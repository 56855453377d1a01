pub mod callback;
pub mod general_message;
pub mod message;

use teloxide::{
    dispatching::{dialogue, dialogue::InMemStorage, UpdateHandler},
    prelude::*,
};

use crate::bot::commands::Command;
use crate::bot::BotContext;

pub struct BotHandler {
    pub ctx: BotContext,
}

impl BotHandler {
    pub fn new(ctx: BotContext) -> Self {
        Self { ctx }
    }

    /// Routes commands, button presses and the plain-text fallback. The
    /// dispatcher must be given an `InMemStorage<()>` dependency.
    pub fn schema(&self) -> UpdateHandler<Box<dyn std::error::Error + Send + Sync + 'static>> {
        use teloxide::dispatching::UpdateFilterExt;

        let ctx = self.ctx.clone();
        let ctx_callback = self.ctx.clone();

        dialogue::enter::<Update, InMemStorage<()>, (), _>()
            .branch(
                Update::filter_message()
                    .filter_command::<Command>()
                    .endpoint(move |bot, msg, cmd| {
                        let ctx = ctx.clone();
                        async move { message::command_handler(bot, msg, cmd, ctx).await.map_err(Into::into) }
                    }),
            )
            .branch(Update::filter_message().endpoint(|bot, msg| async move {
                general_message::handle_general_message(bot, msg).await.map_err(Into::into)
            }))
            .branch(Update::filter_callback_query().endpoint(move |bot, q| {
                let ctx = ctx_callback.clone();
                async move { callback::callback_handler(bot, q, ctx).await.map_err(Into::into) }
            }))
    }
}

▶ _TASK PROMPT_:
Each line in the material with "dispatching" in it must be reported.

▶ _YOUR RESPONSE_:
    dispatching::{dialogue, dialogue::InMemStorage, UpdateHandler},
        use teloxide::dispatching::UpdateFilterExt;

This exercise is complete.